Why Quality Gates Matter
In autonomous AI systems, code quality cannot be an afterthought. When an AI agent writes code without human review, the verification system becomes the most critical component of the entire architecture. Nevo solves this with an 8-stage quality pipeline — a chain of seven specialized AI agents that inspect every piece of work before it ships.

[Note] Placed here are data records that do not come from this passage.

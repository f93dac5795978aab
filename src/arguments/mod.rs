mod argument_handler;

pub use argument_handler::ArgumentHandler;
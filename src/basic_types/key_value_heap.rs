//A heap where the keys range from [0, ..., n-1] and the scores are composite selection scores.
//The heap can be queried to return the key with the maximum score, and certain keys can be (temporarily) removed/readded as necessary
//It allows increasing the activities of its entries and toggling their bound flags

use crate::gourd_asserts::*;

/// The score used to order decision variables: variables with a lower bound
/// are preferred over variables without one, then variables with an upper
/// bound, and ties are broken by activity.
#[derive(Clone, Copy, PartialEq, PartialOrd, Default, Debug)]
pub struct SelectionScore {
    pub has_lower_bound: bool,
    pub has_upper_bound: bool,
    pub activity: f64,
}

#[derive(Default)]
pub struct KeyValueHeap {
    scores: Vec<SelectionScore>, //contains the scores stored as a heap. The score of key i is in position map_key_to_position[i]
    map_key_to_position: Vec<u32>, //[i] shows the location of the score of the key i in the scores array
    map_position_to_key: Vec<u32>, //[i] shows which key is associated with scores[i]
    end_position: u32,             //the index past the last element in the heap
}

impl KeyValueHeap {
    pub fn new() -> KeyValueHeap {
        KeyValueHeap {
            scores: vec![],
            map_key_to_position: vec![],
            map_position_to_key: vec![],
            end_position: 0,
        }
    }

    //Return the key with maximum score from the heap, or None if the heap is empty. Note that this does not delete the key (see 'pop_max') to get and delete.
    //  O(1)
    pub fn peek_max(&self) -> Option<u32> {
        if self.is_empty() {
            None
        } else {
            Some(self.map_position_to_key[0])
        }
    }

    pub fn get_score(&self, key: u32) -> SelectionScore {
        gourd_assert_moderate!((key as usize) < self.map_key_to_position.len());
        self.scores[self.map_key_to_position[key as usize] as usize]
    }

    //Deletes the key with maximum score from the heap and returns it, or None if the heap is empty.
    //  O(logn)
    pub fn pop_max(&mut self) -> Option<u32> {
        let best_key = self.peek_max()?;
        self.delete_key(best_key);
        Some(best_key)
    }

    //increments the activity of the element of 'key' by 'increment'
    //  O(logn) worst case, but average case might be better.
    pub fn increment_activity(&mut self, key: u32, increment: f64) {
        let position = self.map_key_to_position[key as usize];
        self.scores[position as usize].activity += increment;
        //recall that increment may be applied to keys not present
        //   so we only apply sift up in case the key is present
        if self.is_key_present(key) {
            self.sift_up(position);
        }
    }

    //records whether the variable behind 'key' currently has a lower bound
    //  bounded variables float towards the top of the heap
    pub fn set_has_lower_bound(&mut self, key: u32, has_lower_bound: bool) {
        let position = self.map_key_to_position[key as usize];
        self.scores[position as usize].has_lower_bound = has_lower_bound;
        if self.is_key_present(key) {
            self.sift_up(position);
            self.sift_down(self.map_key_to_position[key as usize]);
        }
    }

    pub fn set_has_upper_bound(&mut self, key: u32, has_upper_bound: bool) {
        let position = self.map_key_to_position[key as usize];
        self.scores[position as usize].has_upper_bound = has_upper_bound;
        if self.is_key_present(key) {
            self.sift_up(position);
            self.sift_down(self.map_key_to_position[key as usize]);
        }
    }

    //Restores the entry with key 'key' to the heap if the key is not present, otherwise does nothing
    //  its score is the previous score used before 'delete_key' was called.
    //  O(logn)
    pub fn restore_key(&mut self, key: u32) {
        if !self.is_key_present(key) {
            //the key is somewhere in the range [end_position, max_size-1]
            //place the key at the end of the heap, increase end_position, and sift up
            let position = self.map_key_to_position[key as usize];
            gourd_assert_moderate!(position >= self.end_position);
            self.swap_positions(position, self.end_position);
            self.end_position += 1;
            self.sift_up(self.end_position - 1);
        }
    }

    //Removes the entry with key 'key' (temporarily) from the heap if the key is present, otherwise does nothing.
    //  its score remains recorded internally and is available upon calling 'restore_key'.
    //  the activity can still be subjected to 'divide_activities'.
    //  O(logn)
    pub fn delete_key(&mut self, key: u32) {
        if self.is_key_present(key) {
            //place the key at the end of the heap, decrement the heap, and sift down to ensure a valid heap
            let position = self.map_key_to_position[key as usize];
            self.swap_positions(position, self.end_position - 1);
            self.end_position -= 1;
            if position < self.end_position {
                self.sift_down(position);
            }
        }
    }

    pub fn is_empty(&self) -> bool {
        self.end_position == 0
    }

    pub fn is_key_present(&self, key: u32) -> bool {
        self.map_key_to_position[key as usize] < self.end_position
    }

    //increases the size of the heap by one
    pub fn grow(&mut self, score: SelectionScore) {
        let new_key = self.scores.len() as u32;
        self.scores.push(score);
        self.map_key_to_position.push(new_key); //initially the key is placed at the very end, will be placed in the correct position below to ensure a valid heap structure
        self.map_position_to_key.push(new_key);
        self.swap_positions(self.end_position, new_key);
        self.end_position += 1;
        self.sift_up(self.end_position - 1);
    }

    //divides all the activities in the heap by 'divisor'. This will affect the activities of keys that have been removed.
    //  O(n)
    pub fn divide_activities(&mut self, divisor: f64) {
        for score in self.scores.iter_mut() {
            score.activity /= divisor;
        }
    }

    fn swap_positions(&mut self, a: u32, b: u32) {
        //changing the type for convenience
        let a = a as usize;
        let b = b as usize;

        let key_i = self.map_position_to_key[a] as usize;
        let key_j = self.map_position_to_key[b] as usize;

        self.scores.swap(a, b);
        self.map_position_to_key.swap(a, b);
        self.map_key_to_position.swap(key_i, key_j);
    }

    fn sift_up(&mut self, position: u32) {
        //only sift up if not at the root
        if position > 0 {
            let parent_position = KeyValueHeap::get_parent_position(position);
            //continue sift up if the heap property is violated
            if self.scores[parent_position as usize] < self.scores[position as usize] {
                self.swap_positions(parent_position, position);
                self.sift_up(parent_position);
            }
        }
    }

    fn sift_down(&mut self, position: u32) {
        gourd_assert_moderate!(position < self.end_position);

        if !self.is_heap_locally(position) {
            let largest_child_position = self.get_largest_child_position(position);
            self.swap_positions(largest_child_position, position);
            self.sift_down(largest_child_position);
        }
    }

    fn is_heap_locally(&self, position: u32) -> bool {
        //either the node is a leaf, or it satisfies the heap property (the score of the parent is at least as large as the scores of its children)
        let left_child_position = KeyValueHeap::get_left_child_position(position);
        let right_child_position = KeyValueHeap::get_right_child_position(position);

        self.is_leaf(position)
            || (self.scores[position as usize] >= self.scores[left_child_position as usize]
                && (right_child_position >= self.end_position
                    || self.scores[position as usize]
                        >= self.scores[right_child_position as usize]))
    }

    fn is_leaf(&self, position: u32) -> bool {
        KeyValueHeap::get_left_child_position(position) >= self.end_position
    }

    fn get_largest_child_position(&self, position: u32) -> u32 {
        gourd_assert_moderate!(!self.is_leaf(position));

        let left_child_position = KeyValueHeap::get_left_child_position(position);
        let right_child_position = KeyValueHeap::get_right_child_position(position);

        if right_child_position < self.end_position
            && self.scores[right_child_position as usize]
                > self.scores[left_child_position as usize]
        {
            right_child_position
        } else {
            left_child_position
        }
    }

    fn get_parent_position(child_position: u32) -> u32 {
        gourd_assert_moderate!(child_position > 0, "Root has no parent.");
        (child_position - 1) / 2
    }

    fn get_left_child_position(position: u32) -> u32 {
        2 * position + 1
    }

    fn get_right_child_position(position: u32) -> u32 {
        2 * position + 2
    }
}

#[cfg(test)]
mod tests {
    use super::{KeyValueHeap, SelectionScore};

    fn score(activity: f64) -> SelectionScore {
        SelectionScore {
            has_lower_bound: false,
            has_upper_bound: false,
            activity,
        }
    }

    #[test]
    fn test_max_by_activity() {
        let mut heap = KeyValueHeap::new();
        heap.grow(score(1.0));
        heap.grow(score(5.0));
        heap.grow(score(3.0));

        assert!(heap.peek_max() == Some(1));
        assert!(heap.pop_max() == Some(1));
        assert!(heap.pop_max() == Some(2));
        assert!(heap.pop_max() == Some(0));
        assert!(heap.pop_max().is_none());
    }

    #[test]
    fn test_bounded_variables_are_preferred() {
        let mut heap = KeyValueHeap::new();
        heap.grow(score(10.0));
        heap.grow(score(1.0));

        //key 1 has a small activity but becomes bounded, which dominates
        heap.set_has_lower_bound(1, true);
        heap.set_has_upper_bound(1, true);
        assert!(heap.peek_max() == Some(1));

        //removing the bound flags demotes the key again
        heap.set_has_lower_bound(1, false);
        heap.set_has_upper_bound(1, false);
        assert!(heap.peek_max() == Some(0));
    }

    #[test]
    fn test_delete_and_restore() {
        let mut heap = KeyValueHeap::new();
        heap.grow(score(2.0));
        heap.grow(score(4.0));
        heap.grow(score(8.0));

        heap.delete_key(2);
        assert!(!heap.is_key_present(2));
        assert!(heap.peek_max() == Some(1));

        //the score survives deletion and can still be bumped
        heap.increment_activity(2, 1.0);
        heap.restore_key(2);
        assert!(heap.is_key_present(2));
        assert!(heap.peek_max() == Some(2));
        assert!(heap.get_score(2).activity == 9.0);
    }
}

The pipeline runs automatically after every task completion. No manual trigger required. No way to skip it.
The 8 Stages
Stage 1: Write
The initial implementation. A subagent receives a story from the PRD framework with clear acceptance criteria and writes the code. This is where the work begins — but far from where it ends.
Stage 2: Typecheck
A Haiku-tier agent runs the type checker (TypeScript's tsc --noEmit or equivalent). Fast, cheap, catches type errors immediately. If types don't pass, the code goes back for correction before anything else runs.
Stage 3: Test
A Sonnet-tier agent runs the test suite. If tests are missing for new code, this agent writes them first. Test failures block progression — no exceptions.
Stage 4: Lint
A Haiku-tier agent runs the linter. Style violations, unused imports, formatting issues — all caught here. Fast and deterministic.
Stage 5: Critique
This is where it gets interesting. An Opus-tier agent — the most capable model — reviews the code against the Karpathy rubric: simplicity, surgical changes, goal-driven execution. This isn't just checking for bugs. It evaluates whether the code is good — readable, maintainable, well-architected.
Stage 6: Refine
Issues from the critique are addressed. The implementing agent fixes what the critic found. This creates a feedback loop: write → critique → fix → re-critique. Up to 3 iterations.
Stage 7: Escalate
If 3 iterations of critique-and-fix haven't resolved all issues, the escalation chain activates. Two fresh agents enter:
- Code Researcher (Sonnet) — researches current best practices for the patterns in question
- Fresh Reviewer (Opus) — reviews the code with zero iteration bias, seeing it for the first time
Fresh eyes catch what fatigued ones miss.
Stage 8: Arbiter
The Quality Arbiter (Opus) makes the final call: APPROVE or DENY. It synthesizes the critic's findings, the researcher's recommendations, and the fresh reviewer's assessment. If approved, it may include cherry-picked guidance for minor improvements. If denied, the code meets the quality bar as-is — the remaining suggestions are cosmetic, not substantive.
Model Routing: The Right Brain for the Job
Not every stage needs the most powerful model. Nevo routes each stage to the optimal tier:
| Stage | Model Tier | Why |
|---|---|---|
| Typecheck | Haiku | Deterministic, fast, binary pass/fail |
| Test | Sonnet | Needs to understand code intent, write missing tests |
| Lint | Haiku | Rule-based, fast |
| Critique | Opus | Requires deep architectural judgment |
| Fresh Review | Opus | Needs unbiased, expert-level assessment |
| Arbiter | Opus | Final judgment requires highest reasoning |
This routing saves tokens without sacrificing quality. Simple checks go to fast, cheap models. Complex judgment goes to the best.
The Key Insight
The quality pipeline isn't a feature you enable — it's a structural guarantee. Every task triggers it. Every piece of code passes through it. The pipeline evaluates only code quality — it never adds features or expands scope. It is the immune system of the codebase.
And when the pipeline catches a novel error pattern? That feeds into the error-to-rule pipeline, generating a permanent preventive rule. The system doesn't just catch problems — it evolves to prevent them.